§ **WORK TO COMPLETE**
Only the lines below starting at the one containing "let gradient = x.t().dot(&residual)" and ending at the one containing "if raw_weights.iter().any(|w| !w.is_finite())" belong in the answer, each copied exactly.

§ **DATA LISTING**
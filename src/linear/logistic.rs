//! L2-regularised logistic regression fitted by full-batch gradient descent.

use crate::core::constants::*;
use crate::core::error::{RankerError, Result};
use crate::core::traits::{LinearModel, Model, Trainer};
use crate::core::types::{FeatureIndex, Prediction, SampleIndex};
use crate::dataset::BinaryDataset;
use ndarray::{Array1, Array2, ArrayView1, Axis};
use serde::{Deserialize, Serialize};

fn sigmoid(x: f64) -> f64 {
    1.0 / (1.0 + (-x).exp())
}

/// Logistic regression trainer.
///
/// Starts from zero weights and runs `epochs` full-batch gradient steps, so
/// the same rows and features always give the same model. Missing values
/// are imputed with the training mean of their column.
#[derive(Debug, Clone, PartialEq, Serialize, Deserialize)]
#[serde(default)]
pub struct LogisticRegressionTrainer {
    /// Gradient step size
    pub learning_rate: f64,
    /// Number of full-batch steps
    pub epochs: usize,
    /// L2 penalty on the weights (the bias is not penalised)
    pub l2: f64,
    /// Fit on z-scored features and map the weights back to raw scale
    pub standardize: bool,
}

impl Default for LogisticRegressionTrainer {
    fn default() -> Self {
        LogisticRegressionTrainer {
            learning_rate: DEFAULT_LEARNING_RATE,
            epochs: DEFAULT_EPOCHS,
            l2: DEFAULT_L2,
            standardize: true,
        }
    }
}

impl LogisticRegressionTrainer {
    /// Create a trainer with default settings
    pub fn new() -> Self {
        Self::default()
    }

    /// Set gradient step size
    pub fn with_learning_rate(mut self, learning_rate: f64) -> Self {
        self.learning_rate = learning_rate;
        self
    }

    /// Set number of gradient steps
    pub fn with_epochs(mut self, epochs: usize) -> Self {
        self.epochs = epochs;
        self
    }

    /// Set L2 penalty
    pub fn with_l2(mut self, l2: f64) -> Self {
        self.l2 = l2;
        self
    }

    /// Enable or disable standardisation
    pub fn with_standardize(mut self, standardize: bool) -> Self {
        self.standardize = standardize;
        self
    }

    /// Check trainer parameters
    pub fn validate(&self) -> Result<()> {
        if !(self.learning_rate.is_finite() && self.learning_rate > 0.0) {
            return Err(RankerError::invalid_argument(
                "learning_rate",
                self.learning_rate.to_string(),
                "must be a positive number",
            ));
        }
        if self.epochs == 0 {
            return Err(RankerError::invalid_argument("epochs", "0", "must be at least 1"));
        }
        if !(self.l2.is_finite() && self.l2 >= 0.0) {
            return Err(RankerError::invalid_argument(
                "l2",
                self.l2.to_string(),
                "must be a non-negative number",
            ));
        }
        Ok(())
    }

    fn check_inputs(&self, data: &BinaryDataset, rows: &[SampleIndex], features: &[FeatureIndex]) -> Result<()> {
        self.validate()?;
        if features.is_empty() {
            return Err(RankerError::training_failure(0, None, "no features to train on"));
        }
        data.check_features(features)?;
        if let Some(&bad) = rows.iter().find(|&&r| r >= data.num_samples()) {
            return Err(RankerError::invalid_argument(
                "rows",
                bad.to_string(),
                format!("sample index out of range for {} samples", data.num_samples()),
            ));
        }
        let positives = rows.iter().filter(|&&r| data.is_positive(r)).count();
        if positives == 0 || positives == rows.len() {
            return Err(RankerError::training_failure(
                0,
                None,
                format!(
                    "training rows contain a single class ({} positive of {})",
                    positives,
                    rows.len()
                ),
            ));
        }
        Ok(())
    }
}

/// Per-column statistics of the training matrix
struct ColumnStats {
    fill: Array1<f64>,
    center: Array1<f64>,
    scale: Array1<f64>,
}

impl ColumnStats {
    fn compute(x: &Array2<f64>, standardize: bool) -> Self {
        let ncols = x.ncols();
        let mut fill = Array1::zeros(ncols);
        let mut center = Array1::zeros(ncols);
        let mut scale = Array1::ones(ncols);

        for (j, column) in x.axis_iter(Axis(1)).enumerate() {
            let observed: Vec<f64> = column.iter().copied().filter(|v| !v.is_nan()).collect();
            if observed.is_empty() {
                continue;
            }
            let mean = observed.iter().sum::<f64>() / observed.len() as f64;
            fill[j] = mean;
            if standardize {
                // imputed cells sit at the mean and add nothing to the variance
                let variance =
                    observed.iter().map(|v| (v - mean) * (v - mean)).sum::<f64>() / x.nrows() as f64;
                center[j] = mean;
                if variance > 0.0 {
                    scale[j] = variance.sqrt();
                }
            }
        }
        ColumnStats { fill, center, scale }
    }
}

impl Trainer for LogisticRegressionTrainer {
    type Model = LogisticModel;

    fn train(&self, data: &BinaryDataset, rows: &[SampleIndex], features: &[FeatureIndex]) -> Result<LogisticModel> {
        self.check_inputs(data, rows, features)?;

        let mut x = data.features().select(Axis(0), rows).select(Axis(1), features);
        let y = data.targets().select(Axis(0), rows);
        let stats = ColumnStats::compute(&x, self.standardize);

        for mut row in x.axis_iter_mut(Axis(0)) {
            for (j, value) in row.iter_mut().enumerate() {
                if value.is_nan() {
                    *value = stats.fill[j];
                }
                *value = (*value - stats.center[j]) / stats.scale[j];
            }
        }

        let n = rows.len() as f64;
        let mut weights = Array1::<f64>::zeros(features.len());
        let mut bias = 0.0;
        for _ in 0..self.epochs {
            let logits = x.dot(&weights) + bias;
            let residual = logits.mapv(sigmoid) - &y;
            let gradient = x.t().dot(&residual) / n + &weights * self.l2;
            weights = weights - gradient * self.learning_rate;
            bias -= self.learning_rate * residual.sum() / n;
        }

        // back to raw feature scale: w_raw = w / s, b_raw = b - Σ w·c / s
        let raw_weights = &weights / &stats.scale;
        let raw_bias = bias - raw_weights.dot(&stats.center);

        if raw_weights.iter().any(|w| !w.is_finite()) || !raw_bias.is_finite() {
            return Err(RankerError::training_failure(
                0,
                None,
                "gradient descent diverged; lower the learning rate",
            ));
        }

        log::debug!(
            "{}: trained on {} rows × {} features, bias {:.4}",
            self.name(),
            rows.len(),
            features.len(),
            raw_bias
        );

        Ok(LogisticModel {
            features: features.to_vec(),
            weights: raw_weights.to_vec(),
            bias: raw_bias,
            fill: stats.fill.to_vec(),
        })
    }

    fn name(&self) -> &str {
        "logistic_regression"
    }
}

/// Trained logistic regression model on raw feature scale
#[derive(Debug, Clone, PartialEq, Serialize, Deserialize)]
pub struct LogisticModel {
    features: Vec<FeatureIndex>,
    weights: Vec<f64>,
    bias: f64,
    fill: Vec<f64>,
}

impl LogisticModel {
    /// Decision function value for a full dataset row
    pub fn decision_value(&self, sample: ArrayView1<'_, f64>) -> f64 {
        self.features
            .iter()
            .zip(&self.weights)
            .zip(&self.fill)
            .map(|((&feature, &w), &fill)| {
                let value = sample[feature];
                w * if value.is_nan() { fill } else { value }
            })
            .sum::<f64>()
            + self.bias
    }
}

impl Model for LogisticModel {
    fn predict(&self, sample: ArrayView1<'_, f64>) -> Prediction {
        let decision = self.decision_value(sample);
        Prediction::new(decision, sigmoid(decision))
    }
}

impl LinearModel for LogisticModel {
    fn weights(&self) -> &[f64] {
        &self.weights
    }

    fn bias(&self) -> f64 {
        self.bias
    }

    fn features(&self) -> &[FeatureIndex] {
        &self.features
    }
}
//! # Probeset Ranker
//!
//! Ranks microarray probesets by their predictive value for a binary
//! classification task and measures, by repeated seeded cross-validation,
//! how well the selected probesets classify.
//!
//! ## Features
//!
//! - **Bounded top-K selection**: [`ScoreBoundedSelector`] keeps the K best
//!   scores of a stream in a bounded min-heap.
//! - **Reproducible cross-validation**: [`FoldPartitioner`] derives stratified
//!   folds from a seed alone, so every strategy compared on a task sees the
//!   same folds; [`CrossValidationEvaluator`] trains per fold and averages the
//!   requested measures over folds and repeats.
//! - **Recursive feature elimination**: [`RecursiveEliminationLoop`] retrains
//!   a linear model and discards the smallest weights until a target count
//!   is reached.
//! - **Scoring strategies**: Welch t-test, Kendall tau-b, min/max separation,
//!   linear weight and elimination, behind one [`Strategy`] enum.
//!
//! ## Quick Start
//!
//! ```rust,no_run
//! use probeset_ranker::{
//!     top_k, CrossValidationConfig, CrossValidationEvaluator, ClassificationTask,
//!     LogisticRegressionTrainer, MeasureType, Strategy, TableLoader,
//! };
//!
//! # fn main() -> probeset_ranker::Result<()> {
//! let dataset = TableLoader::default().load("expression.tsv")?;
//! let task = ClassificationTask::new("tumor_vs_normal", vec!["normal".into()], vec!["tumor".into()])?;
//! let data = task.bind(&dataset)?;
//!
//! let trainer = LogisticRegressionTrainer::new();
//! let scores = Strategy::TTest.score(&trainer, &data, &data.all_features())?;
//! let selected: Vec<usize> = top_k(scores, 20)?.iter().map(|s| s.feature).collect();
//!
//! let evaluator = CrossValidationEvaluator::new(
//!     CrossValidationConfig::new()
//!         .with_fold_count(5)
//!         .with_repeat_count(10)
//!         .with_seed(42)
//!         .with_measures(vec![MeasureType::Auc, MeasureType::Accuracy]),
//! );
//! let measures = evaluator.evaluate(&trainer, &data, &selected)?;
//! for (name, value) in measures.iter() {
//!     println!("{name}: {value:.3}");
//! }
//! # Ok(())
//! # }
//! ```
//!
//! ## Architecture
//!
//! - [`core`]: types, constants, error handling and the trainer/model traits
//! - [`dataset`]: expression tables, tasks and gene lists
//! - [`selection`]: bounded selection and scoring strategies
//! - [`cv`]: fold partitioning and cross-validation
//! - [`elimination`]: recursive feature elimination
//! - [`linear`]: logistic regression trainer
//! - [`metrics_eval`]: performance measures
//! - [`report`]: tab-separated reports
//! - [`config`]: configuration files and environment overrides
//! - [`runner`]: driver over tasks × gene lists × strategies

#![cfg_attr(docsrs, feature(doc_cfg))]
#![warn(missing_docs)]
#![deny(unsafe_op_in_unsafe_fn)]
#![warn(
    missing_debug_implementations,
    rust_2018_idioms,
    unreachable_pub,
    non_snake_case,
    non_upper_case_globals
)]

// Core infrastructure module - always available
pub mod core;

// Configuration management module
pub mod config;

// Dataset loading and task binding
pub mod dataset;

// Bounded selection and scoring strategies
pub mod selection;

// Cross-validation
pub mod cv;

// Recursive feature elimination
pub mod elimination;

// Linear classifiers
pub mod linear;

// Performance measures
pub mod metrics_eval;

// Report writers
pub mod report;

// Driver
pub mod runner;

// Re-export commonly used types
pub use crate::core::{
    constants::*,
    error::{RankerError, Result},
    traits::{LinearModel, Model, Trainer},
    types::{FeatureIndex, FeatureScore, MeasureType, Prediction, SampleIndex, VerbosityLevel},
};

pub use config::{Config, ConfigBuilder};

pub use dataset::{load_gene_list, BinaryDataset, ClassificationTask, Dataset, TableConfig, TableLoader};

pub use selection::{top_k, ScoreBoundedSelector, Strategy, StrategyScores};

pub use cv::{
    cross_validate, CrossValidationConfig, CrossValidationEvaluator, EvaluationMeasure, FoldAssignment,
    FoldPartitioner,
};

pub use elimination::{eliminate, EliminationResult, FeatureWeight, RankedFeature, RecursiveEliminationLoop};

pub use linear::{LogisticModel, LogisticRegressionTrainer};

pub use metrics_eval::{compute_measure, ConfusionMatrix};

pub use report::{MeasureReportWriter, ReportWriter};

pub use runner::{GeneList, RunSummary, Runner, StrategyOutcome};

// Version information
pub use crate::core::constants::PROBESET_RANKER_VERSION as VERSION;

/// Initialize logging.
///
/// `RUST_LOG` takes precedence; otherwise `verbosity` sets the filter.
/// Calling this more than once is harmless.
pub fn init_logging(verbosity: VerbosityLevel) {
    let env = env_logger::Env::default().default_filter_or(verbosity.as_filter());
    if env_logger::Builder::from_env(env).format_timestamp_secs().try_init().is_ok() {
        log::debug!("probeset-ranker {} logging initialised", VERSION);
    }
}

§ **RESULT OF THE TASK**
            let gradient = x.t().dot(&residual) / n + &weights * self.l2;
            weights = weights - gradient * self.learning_rate;
            bias -= self.learning_rate * residual.sum() / n;
        }

        // back to raw feature scale: w_raw = w / s, b_raw = b - Σ w·c / s
        let raw_weights = &weights / &stats.scale;
        let raw_bias = bias - raw_weights.dot(&stats.center);

        if raw_weights.iter().any(|w| !w.is_finite()) || !raw_bias.is_finite() {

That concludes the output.